Wednesday, June 22, 2011

Battle Los Angeles

Or World Invasion: Battle Los Angeles, but certainly NOT Battle of Los Angeles.

When the trailer for this film was released, I was really keen to see it, because the trailer was just so good; however I still had some apprehension and didn't actually see this until someone bought me a ticket. Then... well my opinion on this film was so confused that I didn't really know how to explain it.

Someone would ask me what I thought about it and I would say: "It's great and it sucks." Finally I said that one too many times and now I have to try and explain myself, the only way I know how - through a timely review!

The Genre
The essential problem facing this movie is that it decided to mix two extremely different genres, which at first don't seem all that different to begin with - which might be why the filmmakers thought it would work really well. I'm going to get back to this topic later, but what I want to say here is that in my mind, this is two movies. One is an alien invasion movie, and the other is a hyper-realistic war film.

The alien invasion movie is really good.

The hyper-realistic war film? It fucking sucks.

You guys have had military training... right?

To begin, I am not in the military, and I don't consider my five odd years in cadets as any form of military training; but I have been around the military my entire life and watch quite a lot of war movies. It was actually driving me insane how stupid these people were acting. I don't want to go on a long rant of everything they fucked up (that and I saw this movie months ago, so my list is a little incomplete), but the thing that really killed me was the lack of radio silence.

So, you're a soldier and are thrown into an urban battlefield against an enemy whose biology and technology are completely (and literally) alien to you... and you aren't maintaining radio silence? Hello! They could have any number of surveillance equipment we know nothing about. Correct me if I'm wrong, but wouldn't the military play it safe on this one? The first scene I saw these idiots pull out their radios I wanted to start screaming at the screen, and when it became a plot point I just wanted the soldiers to get their just desserts for being so STUPID.

Arg! Who are these people!?!

One of the most painful things about this movie is the lack of character development. The movie suffers from what can only be called Army Boy Syndrome (ABS?). When you put a bunch of young men in IDENTICAL uniforms it gets really hard really fast to tell them apart. I knew which one was Aaron Eckhart, but the rest of the boys were just soldiers in my head. When the audience can't tell the characters apart - they stop caring about them.

There are ways to introduce military characters properly. For starters, focus on less of them. Three or four are really all the side characters you need in an action movie anyway. Then, spend more time introducing the characters. This movie really, really, really wanted to get to the aliens, which makes me think the characters were really a last-minute addition to this movie.

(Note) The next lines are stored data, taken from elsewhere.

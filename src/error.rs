//! Error types.
//!
//! Every failure is a caller-side logic error: the engine is deterministic
//! and has nothing to retry.

use crate::core::Move;
use crate::rules::GameOver;

/// Errors raised by the rules engine, codecs and protocol layer.
#[derive(Clone, Debug, PartialEq, Eq, thiserror::Error)]
pub enum RulesError {
    /// The move is not in the current legal move list.
    #[error("illegal move {mv}: {reason}")]
    IllegalMove { mv: Move, reason: String },

    /// A move was offered after the game ended.
    #[error("game is already over ({outcome})")]
    GameAlreadyOver { outcome: GameOver },

    /// Position text does not follow the position grammar.
    #[error("invalid position string {input:?}: {reason}")]
    InvalidPositionString { input: String, reason: String },

    /// Move text does not follow the move grammar.
    #[error("invalid move string {input:?}: {reason}")]
    InvalidMoveString { input: String, reason: String },

    /// Draw thresholds outside their allowed range.
    #[error("invalid rules config: {reason}")]
    InvalidConfig { reason: String },

    /// A starting position the variant cannot reach.
    #[error("invalid starting position: {reason}")]
    InvalidStartingPosition { reason: String },

    /// An engine reply line that is not a `bestmove` reply.
    #[error("invalid engine reply {input:?}")]
    InvalidEngineReply { input: String },

    /// The external engine and the rules engine disagree about game over.
    #[error("engine disagrees with rules: {reason}")]
    EngineDisagreement { reason: String },
}

impl RulesError {
    pub(crate) fn position(input: &str, reason: impl Into<String>) -> Self {
        RulesError::InvalidPositionString {
            input: input.to_string(),
            reason: reason.into(),
        }
    }

    pub(crate) fn move_string(input: &str, reason: impl Into<String>) -> Self {
        RulesError::InvalidMoveString {
            input: input.to_string(),
            reason: reason.into(),
        }
    }
}

/// Result alias for rules operations.
pub type Result<T> = std::result::Result<T, RulesError>;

As though Christopher Bertolini wrote a great script about Aaron Eckhart and Michelle Rodriguez fighting aliens, only to be told afterwards to add fodder for the aliens to kill. And there we have it, I can't think of these other people as characters, only fodder to die.

Hiveminds... or Whatever

The big "twist" at the end of this film is that all the robots/spaceships that the aliens used are controlled by one super computer/mother-ship/thing, and if you take that out you've essentially destroyed the alien army.

You know. I'm not really complaining about this point. I sort of groaned inwardly when it happened, but it wasn't a complete cop-out. Unlike in Independence Day, for example, destroying the mother-ship didn't destroy the ENTIRE alien army, just the one in Los Angeles.

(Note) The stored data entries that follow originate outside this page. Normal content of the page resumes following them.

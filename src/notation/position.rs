//! Position text codec.
//!
//! Grammar: `<player>:<color><pieces>:<color><pieces>:<turn>`, for example
//! `w:wa7,d7,g7:ba4,b4,c4:4`. Both color sections must be present with
//! different letters, in either order. The turn number starts at 1 and
//! advances after Black moves.
//!
//! Encoding is canonical: White's section first, coordinates ascending by
//! point index. Decoding then encoding an arbitrarily ordered string is
//! therefore not byte-identical, but a second round trip changes nothing.

use std::fmt;
use std::str::FromStr;

use crate::core::{Board, Node, Player, Point, Position};
use crate::error::{Result, RulesError};

const FIELD_SEPARATOR: char = ':';
const PIECE_SEPARATOR: char = ',';

/// Canonical text form of a position.
#[must_use]
pub fn encode_position(position: &Position) -> String {
    position.to_string()
}

/// Parse a position string.
///
/// ## Example
///
/// ```
/// use muhle_rules::core::{Player, Point};
/// use muhle_rules::notation::decode_position;
///
/// let position = decode_position("w:wa7,d7,g7:ba4,b4,c4:4").unwrap();
/// assert_eq!(position.player, Player::White);
/// assert_eq!(position.plies, 6);
/// assert_eq!(position.board.count(Player::Black), 3);
/// assert!(position.board.is_owned_by(Point::new(9), Player::Black));
/// ```
pub fn decode_position(text: &str) -> Result<Position> {
    let fields: Vec<&str> = text.split(FIELD_SEPARATOR).collect();
    let [player, first, second, turn] = fields.as_slice() else {
        return Err(RulesError::position(
            text,
            format!("expected 4 ':'-separated fields, found {}", fields.len()),
        ));
    };

    let player = single_letter(player)
        .and_then(Player::from_letter)
        .ok_or_else(|| RulesError::position(text, format!("unknown player {player:?}")))?;

    let mut board = Board::new();
    let first_color = decode_section(text, first, &mut board)?;
    let second_color = decode_section(text, second, &mut board)?;
    if first_color == second_color {
        return Err(RulesError::position(
            text,
            format!("color {} given twice", first_color.letter()),
        ));
    }

    let turn = decode_turn(text, turn)?;
    let plies = (turn - 1)
        .checked_mul(2)
        .and_then(|plies| plies.checked_add(u32::from(player == Player::Black)))
        .ok_or_else(|| RulesError::position(text, "turn number too large"))?;

    Ok(Position::new(board, player, plies))
}

fn single_letter(field: &str) -> Option<char> {
    let mut chars = field.chars();
    match (chars.next(), chars.next()) {
        (Some(letter), None) => Some(letter),
        _ => None,
    }
}

/// Fill `board` with one color section and return its color.
fn decode_section(input: &str, section: &str, board: &mut Board) -> Result<Player> {
    let mut chars = section.chars();
    let color = chars
        .next()
        .and_then(Player::from_letter)
        .ok_or_else(|| RulesError::position(input, format!("bad color section {section:?}")))?;

    let pieces = chars.as_str();
    if pieces.is_empty() {
        return Ok(color);
    }

    for token in pieces.split(PIECE_SEPARATOR) {
        let point = Point::from_coordinate(token)
            .ok_or_else(|| RulesError::position(input, format!("unknown coordinate {token:?}")))?;
        if !board[point].is_empty() {
            return Err(RulesError::position(input, format!("point {point} given twice")));
        }
        board.place(point, color);
    }

    Ok(color)
}

fn decode_turn(input: &str, turn: &str) -> Result<u32> {
    if turn.is_empty() || !turn.bytes().all(|b| b.is_ascii_digit()) {
        return Err(RulesError::position(input, format!("bad turn number {turn:?}")));
    }
    match turn.parse::<u32>() {
        Ok(0) => Err(RulesError::position(input, "turn number must be at least 1")),
        Ok(turn) => Ok(turn),
        Err(_) => Err(RulesError::position(input, "turn number too large")),
    }
}

fn write_section(f: &mut fmt::Formatter<'_>, board: &Board, player: Player) -> fmt::Result {
    write!(f, "{}", player.letter())?;
    for (i, point) in board.points_of(player).enumerate() {
        if i > 0 {
            write!(f, "{PIECE_SEPARATOR}")?;
        }
        write!(f, "{point}")?;
    }
    Ok(())
}

impl fmt::Display for Position {
    fn fmt(&self, f: &mut fmt::Formatter<'_>) -> fmt::Result {
        write!(f, "{}{FIELD_SEPARATOR}", self.player.letter())?;
        write_section(f, &self.board, Player::White)?;
        write!(f, "{FIELD_SEPARATOR}")?;
        write_section(f, &self.board, Player::Black)?;
        write!(f, "{FIELD_SEPARATOR}{}", self.turn())
    }
}

impl FromStr for Position {
    type Err = RulesError;

    fn from_str(s: &str) -> Result<Self> {
        decode_position(s)
    }
}

impl fmt::Display for Board {
    /// ASCII diagram of the board, rank 7 at the top.
    fn fmt(&self, f: &mut fmt::Formatter<'_>) -> fmt::Result {
        const ROWS: [&[u8]; 7] = [
            &[0, 1, 2],
            &[3, 4, 5],
            &[6, 7, 8],
            &[9, 10, 11, 12, 13, 14],
            &[15, 16, 17],
            &[18, 19, 20],
            &[21, 22, 23],
        ];

        for (rank, row) in (1..=7).rev().zip(ROWS) {
            let mut line = [' '; 7];
            for &index in row {
                let point = Point::new(index);
                let file = point.coordinate().as_bytes()[0] - b'a';
                line[usize::from(file)] = match self[point] {
                    Node::Empty => '.',
                    Node::White => 'W',
                    Node::Black => 'B',
                };
            }
            let line: String = line.iter().collect();
            writeln!(f, "{rank} {}", line.trim_end())?;
        }
        write!(f, "  abcdefg")
    }
}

What does annoy me is just what a tired and silly cliche this is. I refuse to believe any civilization would base their technology around relying one thing to control everything.

Suffer the Children

I never thought children in a war movie where it would be illogical if they weren't present would feel so damn out of place, but my god I wanted them to lose these kids. I think part of this has to do with them having no character, so like all the other soldiers, I could have cared less about them. The worst moment really comes when Eckhart gives the little boy the inspirational speech at the end. Oh gag me. That was so out of place it was painful. I bet you any amount of money that scene was also added as an afterthought, possibly because the studio wanted more emotion in what, frankly, is a film lacking all emotion.

Why This Works

By this point you're probably wondering why I think any part of this film is good, but hear me out. As alien invasion movies go, it's the most original one I've seen since... fuck, I can't even think of an alien invasion movie that isn't a War of the Worlds clone. This is the first time I've thought: "Yes, this is what would happen if aliens invaded us."

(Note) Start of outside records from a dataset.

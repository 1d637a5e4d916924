//! Referee: a `GameState` that reports every committed move.
//!
//! Drivers (GUIs, engine matches, loggers) implement `MoveListener` to hear
//! about moves as they are accepted. Any `FnMut(&MoveCommitted)` closure is a
//! listener.
//!
//! ## Example
//!
//! ```
//! use muhle_rules::core::Variant;
//! use muhle_rules::rules::{MoveCommitted, Referee};
//!
//! let mut seen = Vec::new();
//! let mut referee = Referee::new(Variant::Nine, |event: &MoveCommitted| seen.push(event.mv));
//! referee.apply_str("d5").unwrap();
//! drop(referee);
//!
//! assert_eq!(seen.len(), 1);
//! ```

use serde::{Deserialize, Serialize};

use super::engine::GameState;
use super::outcome::GameOver;
use crate::core::{Move, Player, Position, RulesConfig, Variant};
use crate::error::Result;

/// A move the rules engine accepted.
#[derive(Clone, Copy, Debug, PartialEq, Eq, Serialize, Deserialize)]
pub struct MoveCommitted {
    pub mv: Move,
    /// Side that played the move.
    pub mover: Player,
    /// Ply count after the move.
    pub ply: u32,
    /// Game status after the move.
    pub game_over: GameOver,
}

/// Receives committed moves.
pub trait MoveListener {
    fn on_move(&mut self, event: &MoveCommitted);
}

impl<F: FnMut(&MoveCommitted)> MoveListener for F {
    fn on_move(&mut self, event: &MoveCommitted) {
        self(event)
    }
}

/// Listener that ignores everything.
#[derive(Clone, Copy, Debug, Default)]
pub struct NoListener;

impl MoveListener for NoListener {
    fn on_move(&mut self, _event: &MoveCommitted) {}
}

/// Game state plus a listener notified after each accepted move.
pub struct Referee<L: MoveListener = NoListener> {
    state: GameState,
    listener: L,
}

impl<L: MoveListener> Referee<L> {
    pub fn new(variant: Variant, listener: L) -> Self {
        Self {
            state: GameState::new(variant),
            listener,
        }
    }

    /// Wrap an existing game.
    pub fn with_state(state: GameState, listener: L) -> Self {
        Self { state, listener }
    }

    #[must_use]
    pub fn state(&self) -> &GameState {
        &self.state
    }

    #[must_use]
    pub fn listener(&self) -> &L {
        &self.listener
    }

    /// Apply a move and notify the listener if it was accepted.
    pub fn apply_move(&mut self, mv: Move) -> Result<MoveCommitted> {
        let mover = self.state.player();
        let mv = self.state.apply_move(mv)?;

        let event = MoveCommitted {
            mv,
            mover,
            ply: self.state.position().plies,
            game_over: self.state.game_over(),
        };
        self.listener.on_move(&event);
        Ok(event)
    }

    /// Decode a move string and apply it.
    pub fn apply_str(&mut self, text: &str) -> Result<MoveCommitted> {
        let mv: Move = text.parse()?;
        self.apply_move(mv)
    }

    pub fn timeout(&mut self, player: Player) -> GameOver {
        self.state.timeout(player)
    }

    pub fn reset(&mut self, config: RulesConfig, start: Option<Position>) -> Result<()> {
        self.state.reset_with_config(config, start)
    }

    /// Give back the game and the listener.
    pub fn into_inner(self) -> (GameState, L) {
        (self.state, self.listener)
    }
}

impl Referee<NoListener> {
    /// A referee nobody listens to.
    #[must_use]
    pub fn silent(variant: Variant) -> Self {
        Self::new(variant, NoListener)
    }
}

#[cfg(test)]
mod tests {
    use super::*;
    use crate::core::Point;
    use crate::error::RulesError;

    struct Recorder(Vec<MoveCommitted>);

    impl MoveListener for Recorder {
        fn on_move(&mut self, event: &MoveCommitted) {
            self.0.push(*event);
        }
    }

    #[test]
    fn test_listener_sees_accepted_moves_only() {
        let mut referee = Referee::new(Variant::Nine, Recorder(Vec::new()));
        referee.apply_str("a7").unwrap();
        assert!(referee.apply_str("a7").is_err());
        referee.apply_str("g1").unwrap();

        let (state, recorder) = referee.into_inner();
        assert_eq!(state.position().plies, 2);
        assert_eq!(
            recorder.0,
            vec![
                MoveCommitted {
                    mv: Move::place(Point::new(0)),
                    mover: Player::White,
                    ply: 1,
                    game_over: GameOver::None,
                },
                MoveCommitted {
                    mv: Move::place(Point::new(23)),
                    mover: Player::Black,
                    ply: 2,
                    game_over: GameOver::None,
                },
            ]
        );
    }

    #[test]
    fn test_malformed_move_string() {
        let mut referee = Referee::silent(Variant::Nine);
        let err = referee.apply_str("z9").unwrap_err();
        assert!(matches!(err, RulesError::InvalidMoveString { .. }));
        assert_eq!(referee.state().position().plies, 0);
    }

    #[test]
    fn test_timeout_and_reset() {
        let mut referee = Referee::silent(Variant::Nine);
        assert_eq!(referee.timeout(Player::Black), GameOver::WinnerWhite);

        referee.reset(RulesConfig::new(Variant::Twelve), None).unwrap();
        assert_eq!(referee.state().variant(), Variant::Twelve);
        assert_eq!(referee.state().game_over(), GameOver::None);
    }
}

The reactions are genuine and completely logical (radio silence aside). I not only believe this is what it would (essentially) look like, I also completely buy it being the U.S. military who figures out how to defeat the aliens. Because, let's be honest, they do have the best military in the world. Their serious misstep was hiring a horror film director instead of getting down on their knees and begging Ridley Scott to direct what could, in some twisted world, be renamed Black Hawk Down 2.

The concept for this film is so good that I honestly have a hard time hating it. I really want there to be sequels, where hopefully they can fix up some of the stuff they clearly rushed through this first time. Or at the very least, alien invasion movies should take a cue. Ground combat in an urban environment is exactly what alien invasion movies NEED.